Stored items from a collection
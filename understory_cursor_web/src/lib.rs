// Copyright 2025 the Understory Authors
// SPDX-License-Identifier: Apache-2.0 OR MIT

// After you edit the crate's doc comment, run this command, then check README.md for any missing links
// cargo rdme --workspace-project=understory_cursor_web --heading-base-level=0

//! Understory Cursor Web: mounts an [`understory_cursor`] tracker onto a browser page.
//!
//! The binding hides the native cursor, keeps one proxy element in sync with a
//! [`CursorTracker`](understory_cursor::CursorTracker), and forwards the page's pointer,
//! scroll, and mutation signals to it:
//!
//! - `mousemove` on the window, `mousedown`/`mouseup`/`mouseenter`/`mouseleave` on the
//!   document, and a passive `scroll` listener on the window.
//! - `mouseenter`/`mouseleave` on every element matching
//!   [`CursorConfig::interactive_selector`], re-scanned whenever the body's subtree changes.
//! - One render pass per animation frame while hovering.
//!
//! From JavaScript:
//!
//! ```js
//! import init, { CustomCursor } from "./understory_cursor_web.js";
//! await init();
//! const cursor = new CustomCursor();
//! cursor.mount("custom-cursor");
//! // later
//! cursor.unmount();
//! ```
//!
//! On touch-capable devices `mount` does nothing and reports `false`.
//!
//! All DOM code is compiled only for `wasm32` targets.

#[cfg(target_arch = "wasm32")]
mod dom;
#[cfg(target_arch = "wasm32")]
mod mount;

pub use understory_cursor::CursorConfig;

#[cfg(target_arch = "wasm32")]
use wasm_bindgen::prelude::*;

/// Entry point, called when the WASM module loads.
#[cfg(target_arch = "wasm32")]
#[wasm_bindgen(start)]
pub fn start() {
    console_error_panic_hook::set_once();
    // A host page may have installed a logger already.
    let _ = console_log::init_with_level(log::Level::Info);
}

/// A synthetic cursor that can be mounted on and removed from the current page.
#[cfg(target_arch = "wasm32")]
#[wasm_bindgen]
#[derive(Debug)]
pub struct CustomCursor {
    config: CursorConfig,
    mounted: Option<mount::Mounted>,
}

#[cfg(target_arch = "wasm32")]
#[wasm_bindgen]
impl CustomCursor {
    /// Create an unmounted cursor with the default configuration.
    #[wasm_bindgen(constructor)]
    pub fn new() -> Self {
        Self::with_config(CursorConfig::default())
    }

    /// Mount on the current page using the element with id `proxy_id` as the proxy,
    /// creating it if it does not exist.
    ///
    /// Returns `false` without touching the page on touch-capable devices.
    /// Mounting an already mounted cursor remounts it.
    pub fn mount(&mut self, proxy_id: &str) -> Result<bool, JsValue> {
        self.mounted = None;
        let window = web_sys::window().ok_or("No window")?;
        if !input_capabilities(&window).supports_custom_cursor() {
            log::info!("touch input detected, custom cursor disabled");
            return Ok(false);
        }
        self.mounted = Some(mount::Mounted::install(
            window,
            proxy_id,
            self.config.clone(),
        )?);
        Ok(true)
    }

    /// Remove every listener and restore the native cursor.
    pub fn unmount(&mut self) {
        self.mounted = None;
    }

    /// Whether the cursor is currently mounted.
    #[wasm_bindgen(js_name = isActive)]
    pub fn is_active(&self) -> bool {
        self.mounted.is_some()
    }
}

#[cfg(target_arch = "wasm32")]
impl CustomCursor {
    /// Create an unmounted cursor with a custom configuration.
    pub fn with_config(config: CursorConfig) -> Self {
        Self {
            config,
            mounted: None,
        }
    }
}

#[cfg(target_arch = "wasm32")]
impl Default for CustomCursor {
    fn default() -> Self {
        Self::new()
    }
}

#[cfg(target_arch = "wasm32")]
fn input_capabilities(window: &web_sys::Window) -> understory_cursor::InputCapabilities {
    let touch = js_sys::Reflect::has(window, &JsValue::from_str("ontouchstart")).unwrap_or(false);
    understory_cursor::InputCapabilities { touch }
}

* **TASK DIRECTIONS**
Throughout the records, the word "window" shows up on certain lines. Report how many lines, with only the number.

* **EXERCISE RESULT**
7